Behind me, Alf shifted his weight from one foot to the other, the sound of his nervous breathing grating against my ears. He’d been quiet most of our journey, a welcome change from his usual prattling, but the silence had its own accusation. The way he looked at me when he thought I wasn’t watching—part fear, part disgust, all judgment—made me want to carve out his eyes with my hunting knife.
“Stay with the horses,” I said without turning, my voice rough from disuse. “This is not thy business.”
“Master Gaspard,” he began, then faltered as I turned just enough to fix him with a glare. The scar on my palm pulsed in time with my irritation, sending tendrils of dark pleasure up my arm. I’d noticed that happening more often since our visit to the bog witches. My emotions physically manifesting through the mark of my bargain.
“Please,” he tried again, his round face flushed and sweating despite the chill in the air. “Reconsider this path. Nothing good ever comes from dealings with such darkness. Even for the one who seeks it.”
I almost laughed at the absurdity of it. Alf, with his soft hands and softer belly, presuming to lecture me on the consequences of power.
“Nothing good?” I echoed, turning fully to face him now. “Tell me, Alf, what ‘good’ has come from playing by their rules? Following their laws? Respecting their boundaries?” My voice rose with each question, fueled by the rage I’d nursed since seeing Isabeau in that monster’s bed. “The beast has what’s mine. My bride. My future. My right.”
“She ran from thee,” Alf whispered, the words barely audible but landing like blows nonetheless. “Perhaps that should tell thee something.”
My hand closed around his throat before I’d consciously decided to move. I squeezed just enough to feel his pulse hammering against my palm, to watch his eyes widen with the realization of his mistake.
“She ran because she’s confused,” I hissed, my face inches from his. “Because her power makes her think she’s above her station. Because that’s what scared rabbits do when they don’t understand their place in the natural order.”
I released him with a shove that sent him stumbling backward, nearly tripping over an exposed root. His hand went to his throat, rubbing the red marks my fingers had left. The fear in his eyes satisfied something dark inside me, something that had always been there but now grew stronger by the hour.
“Isabeau belongs to me,” I continued, each word deliberate and cold. “The beast that has her is already a dead thing walking. It simply doesn’t know it yet.”

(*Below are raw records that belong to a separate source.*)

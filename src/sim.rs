//! Simulated SPI block and chip-select pin for host tests.
//!
//! Both halves append to one shared event log so tests can check the exact
//! ordering of register accesses against slave-select transitions.

use core::convert::Infallible;
use std::cell::RefCell;
use std::rc::Rc;

use embedded_hal::digital::{ErrorType, OutputPin};

use crate::config::Config;
use crate::regs::SpiRegisters;

#[derive(Debug, Copy, Clone, PartialEq, Eq)]
pub enum Event {
    Configure,
    Enable(bool),
    Poll,
    ClearComplete,
    Read(u8),
    Write(u8),
    CsLow,
    CsHigh,
}

/// When a triggered exchange reports completion.
#[derive(Debug, Copy, Clone, PartialEq, Eq)]
pub enum Behavior {
    AlwaysReady,
    Never,
    /// Complete on the poll following the first `n` polls after the write.
    AfterPolls(u32),
}

pub type Log = Rc<RefCell<Vec<Event>>>;

pub struct SimPeripheral {
    log: Log,
    behavior: Behavior,
    response: u8,
    rx: u8,
    complete: bool,
    enabled: bool,
    in_flight: bool,
    polls_since_write: u32,
    pub configured: Option<Config>,
}

impl SimPeripheral {
    pub fn new(log: &Log, behavior: Behavior, response: u8) -> Self {
        Self {
            log: log.clone(),
            behavior,
            response,
            rx: 0,
            complete: false,
            enabled: true,
            in_flight: false,
            polls_since_write: 0,
            configured: None,
        }
    }

    /// Latch a byte from some earlier, unrelated exchange.
    pub fn with_stale(mut self, byte: u8) -> Self {
        self.rx = byte;
        self.complete = true;
        self
    }

    pub fn set_behavior(&mut self, behavior: Behavior) {
        self.behavior = behavior;
    }

    /// Let an exchange still in flight complete without being polled.
    pub fn finish_late(&mut self) {
        if self.in_flight {
            self.in_flight = false;
            self.rx = self.response;
            self.complete = true;
        }
    }

    pub fn set_response(&mut self, byte: u8) {
        self.response = byte;
    }

    pub fn flag_latched(&self) -> bool {
        self.complete
    }

    pub fn enabled(&self) -> bool {
        self.enabled
    }

    fn record(&self, event: Event) {
        self.log.borrow_mut().push(event);
    }
}

impl SpiRegisters for SimPeripheral {
    fn configure(&mut self, config: &Config) {
        assert!(!self.enabled, "configured while enabled");
        self.record(Event::Configure);
        self.configured = Some(*config);
    }

    fn set_enabled(&mut self, enabled: bool) {
        self.record(Event::Enable(enabled));
        self.enabled = enabled;
    }

    fn transfer_complete(&mut self) -> bool {
        self.record(Event::Poll);
        if self.in_flight && self.enabled {
            let done = match self.behavior {
                Behavior::AlwaysReady => true,
                Behavior::Never => false,
                Behavior::AfterPolls(n) => self.polls_since_write >= n,
            };
            self.polls_since_write += 1;
            if done {
                self.in_flight = false;
                self.rx = self.response;
                self.complete = true;
            }
        }
        self.complete
    }

    fn clear_complete(&mut self) {
        self.record(Event::ClearComplete);
        self.complete = false;
    }

    fn read_data(&mut self) -> u8 {
        self.record(Event::Read(self.rx));
        self.complete = false;
        self.rx
    }

    fn write_data(&mut self, byte: u8) {
        self.record(Event::Write(byte));
        self.in_flight = true;
        self.polls_since_write = 0;
    }
}

pub struct SimPin {
    log: Log,
    high: bool,
}

impl SimPin {
    pub fn new(log: &Log) -> Self {
        Self {
            log: log.clone(),
            high: true,
        }
    }

    pub fn is_high(&self) -> bool {
        self.high
    }
}

impl ErrorType for SimPin {
    type Error = Infallible;
}

impl OutputPin for SimPin {
    fn set_low(&mut self) -> Result<(), Infallible> {
        self.log.borrow_mut().push(Event::CsLow);
        self.high = false;
        Ok(())
    }

    fn set_high(&mut self) -> Result<(), Infallible> {
        self.log.borrow_mut().push(Event::CsHigh);
        self.high = true;
        Ok(())
    }
}

pub fn new_log() -> Log {
    Rc::new(RefCell::new(Vec::new()))
}

pub fn count(log: &Log, event: Event) -> usize {
    log.borrow().iter().filter(|e| **e == event).count()
}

Alf’s eyes dropped to my scarred palm, then back to my face. Whatever he saw there made him take another step back.
“I’ll... I’ll watch the horses,” he said, his voice small and defeated.
I turned back to the forest without acknowledging his surrender. He didn’t matter. None of them did. Not the villagers with their simpering praise, not the tavern girls with their desperate attempts to catch my eye, not even Alf with his years of loyal service. They were background noise in the symphony of my purpose.
Only Isabeau mattered. Only reclaiming what was mine.
The air shifted suddenly, growing colder, heavier. The hairs on the back of my neck stood at attention as a presence materializedamong the dying trees. Not a physical arrival, but a gathering of shadow and malice that coalesced into Enid’s familiar form.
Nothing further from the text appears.